→ Task objective
Going down the data below, set down exactly the line with "filename envshape/src/error/mod.rs" and each line after it through the line with "can strip them"; no other lines.

****************

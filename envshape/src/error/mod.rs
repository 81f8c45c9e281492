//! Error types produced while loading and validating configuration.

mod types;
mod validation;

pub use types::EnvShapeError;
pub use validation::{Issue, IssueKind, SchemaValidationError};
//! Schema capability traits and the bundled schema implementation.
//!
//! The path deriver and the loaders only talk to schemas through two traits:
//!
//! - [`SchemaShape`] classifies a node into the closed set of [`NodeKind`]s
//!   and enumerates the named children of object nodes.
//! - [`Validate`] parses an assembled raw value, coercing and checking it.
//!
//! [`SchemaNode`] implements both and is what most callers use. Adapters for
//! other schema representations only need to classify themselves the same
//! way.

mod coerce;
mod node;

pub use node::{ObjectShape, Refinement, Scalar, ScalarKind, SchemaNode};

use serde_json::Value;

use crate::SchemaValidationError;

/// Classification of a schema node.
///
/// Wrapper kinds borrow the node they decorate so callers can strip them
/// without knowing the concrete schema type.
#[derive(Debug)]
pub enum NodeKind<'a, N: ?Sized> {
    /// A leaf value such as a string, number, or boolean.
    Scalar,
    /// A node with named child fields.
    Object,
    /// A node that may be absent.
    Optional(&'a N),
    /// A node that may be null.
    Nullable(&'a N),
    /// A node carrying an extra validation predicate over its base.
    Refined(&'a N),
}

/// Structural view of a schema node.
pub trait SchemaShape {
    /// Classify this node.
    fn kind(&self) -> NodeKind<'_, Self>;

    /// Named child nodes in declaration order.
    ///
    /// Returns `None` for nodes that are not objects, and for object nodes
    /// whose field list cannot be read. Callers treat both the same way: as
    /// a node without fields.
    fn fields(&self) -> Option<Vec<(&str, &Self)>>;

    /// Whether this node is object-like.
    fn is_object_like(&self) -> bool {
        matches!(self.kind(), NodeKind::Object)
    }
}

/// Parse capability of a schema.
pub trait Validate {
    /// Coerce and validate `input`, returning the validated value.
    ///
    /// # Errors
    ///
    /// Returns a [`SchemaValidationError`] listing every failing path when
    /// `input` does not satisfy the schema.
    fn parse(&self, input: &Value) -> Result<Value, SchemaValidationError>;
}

****************

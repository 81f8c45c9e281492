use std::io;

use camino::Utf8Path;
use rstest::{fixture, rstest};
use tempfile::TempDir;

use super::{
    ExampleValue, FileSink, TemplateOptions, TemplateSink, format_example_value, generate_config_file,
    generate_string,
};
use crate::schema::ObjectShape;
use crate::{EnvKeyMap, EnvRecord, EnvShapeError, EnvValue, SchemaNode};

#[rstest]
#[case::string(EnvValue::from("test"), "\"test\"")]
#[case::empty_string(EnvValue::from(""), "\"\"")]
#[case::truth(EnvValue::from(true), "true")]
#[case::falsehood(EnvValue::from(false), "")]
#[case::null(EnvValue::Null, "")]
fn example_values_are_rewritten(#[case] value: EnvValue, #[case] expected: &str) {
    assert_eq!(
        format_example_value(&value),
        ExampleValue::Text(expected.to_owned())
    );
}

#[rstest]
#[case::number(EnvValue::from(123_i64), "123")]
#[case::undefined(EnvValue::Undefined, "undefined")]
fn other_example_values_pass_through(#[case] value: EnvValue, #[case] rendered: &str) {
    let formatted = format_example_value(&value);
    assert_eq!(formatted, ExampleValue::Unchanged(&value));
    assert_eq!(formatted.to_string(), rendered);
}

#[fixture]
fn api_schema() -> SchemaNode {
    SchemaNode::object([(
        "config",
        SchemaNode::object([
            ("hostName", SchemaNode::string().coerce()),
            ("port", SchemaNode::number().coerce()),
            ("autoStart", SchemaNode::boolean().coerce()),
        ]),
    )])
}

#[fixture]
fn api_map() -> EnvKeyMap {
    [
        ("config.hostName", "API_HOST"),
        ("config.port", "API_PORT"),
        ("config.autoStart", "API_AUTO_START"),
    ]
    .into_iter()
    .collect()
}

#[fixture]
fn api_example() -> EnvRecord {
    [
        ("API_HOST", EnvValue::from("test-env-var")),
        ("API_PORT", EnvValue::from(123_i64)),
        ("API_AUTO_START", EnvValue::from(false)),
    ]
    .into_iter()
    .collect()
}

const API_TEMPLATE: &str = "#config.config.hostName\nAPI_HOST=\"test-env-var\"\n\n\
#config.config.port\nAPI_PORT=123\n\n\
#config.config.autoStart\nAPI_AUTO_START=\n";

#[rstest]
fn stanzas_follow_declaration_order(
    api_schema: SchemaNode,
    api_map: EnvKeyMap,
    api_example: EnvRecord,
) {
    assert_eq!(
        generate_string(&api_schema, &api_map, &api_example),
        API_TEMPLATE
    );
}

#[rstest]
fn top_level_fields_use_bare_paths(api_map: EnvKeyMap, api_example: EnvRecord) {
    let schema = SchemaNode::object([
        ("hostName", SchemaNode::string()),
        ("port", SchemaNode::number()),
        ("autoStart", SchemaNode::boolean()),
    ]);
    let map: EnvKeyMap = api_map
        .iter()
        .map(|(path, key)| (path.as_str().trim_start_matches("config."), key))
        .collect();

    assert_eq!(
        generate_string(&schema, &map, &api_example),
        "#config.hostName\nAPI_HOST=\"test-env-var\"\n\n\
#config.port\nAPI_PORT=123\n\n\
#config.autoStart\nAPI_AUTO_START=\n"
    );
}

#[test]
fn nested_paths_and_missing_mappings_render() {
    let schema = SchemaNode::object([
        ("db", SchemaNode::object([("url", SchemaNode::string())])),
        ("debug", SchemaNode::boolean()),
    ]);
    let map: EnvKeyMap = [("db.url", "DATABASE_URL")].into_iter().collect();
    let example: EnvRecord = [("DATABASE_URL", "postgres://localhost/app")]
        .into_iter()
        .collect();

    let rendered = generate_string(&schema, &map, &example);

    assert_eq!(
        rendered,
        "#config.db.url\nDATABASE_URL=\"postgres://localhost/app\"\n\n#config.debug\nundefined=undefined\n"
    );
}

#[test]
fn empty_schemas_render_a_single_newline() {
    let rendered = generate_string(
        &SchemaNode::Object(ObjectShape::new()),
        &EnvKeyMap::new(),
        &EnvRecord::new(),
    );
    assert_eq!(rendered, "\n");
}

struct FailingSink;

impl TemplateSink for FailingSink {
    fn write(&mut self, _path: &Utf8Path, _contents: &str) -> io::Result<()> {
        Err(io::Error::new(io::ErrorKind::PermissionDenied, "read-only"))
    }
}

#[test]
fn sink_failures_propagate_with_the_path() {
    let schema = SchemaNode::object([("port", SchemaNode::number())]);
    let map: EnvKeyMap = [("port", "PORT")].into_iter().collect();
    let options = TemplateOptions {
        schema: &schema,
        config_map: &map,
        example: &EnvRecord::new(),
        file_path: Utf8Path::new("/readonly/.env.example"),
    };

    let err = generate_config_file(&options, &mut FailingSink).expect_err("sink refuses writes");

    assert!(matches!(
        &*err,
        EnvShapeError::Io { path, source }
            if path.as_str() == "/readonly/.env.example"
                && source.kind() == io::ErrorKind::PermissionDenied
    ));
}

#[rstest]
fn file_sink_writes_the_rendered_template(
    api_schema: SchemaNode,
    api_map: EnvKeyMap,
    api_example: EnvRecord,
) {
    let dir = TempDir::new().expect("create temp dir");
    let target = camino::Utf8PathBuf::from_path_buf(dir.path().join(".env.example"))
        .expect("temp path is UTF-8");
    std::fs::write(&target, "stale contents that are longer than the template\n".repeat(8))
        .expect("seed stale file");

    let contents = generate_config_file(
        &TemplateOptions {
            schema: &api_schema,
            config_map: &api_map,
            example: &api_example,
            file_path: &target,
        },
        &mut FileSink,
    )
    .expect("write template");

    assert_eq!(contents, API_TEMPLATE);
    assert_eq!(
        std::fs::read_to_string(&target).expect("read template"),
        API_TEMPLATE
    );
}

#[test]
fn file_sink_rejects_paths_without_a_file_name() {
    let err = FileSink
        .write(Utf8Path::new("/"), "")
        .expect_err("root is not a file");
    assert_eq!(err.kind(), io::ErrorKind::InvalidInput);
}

****************

→ Final answer
filename envshape/src/error/mod.rs
repository 81f8c45c9e281492
//! Error types produced while loading and validating configuration.

mod types;
mod validation;

pub use types::EnvShapeError;
pub use validation::{Issue, IssueKind, SchemaValidationError};
//! Schema capability traits and the bundled schema implementation.
//!
//! The path deriver and the loaders only talk to schemas through two traits:
//!
//! - [`SchemaShape`] classifies a node into the closed set of [`NodeKind`]s
//!   and enumerates the named children of object nodes.
//! - [`Validate`] parses an assembled raw value, coercing and checking it.
//!
//! [`SchemaNode`] implements both and is what most callers use. Adapters for
//! other schema representations only need to classify themselves the same
//! way.

mod coerce;
mod node;

pub use node::{ObjectShape, Refinement, Scalar, ScalarKind, SchemaNode};

use serde_json::Value;

use crate::SchemaValidationError;

/// Classification of a schema node.
///
/// Wrapper kinds borrow the node they decorate so callers can strip them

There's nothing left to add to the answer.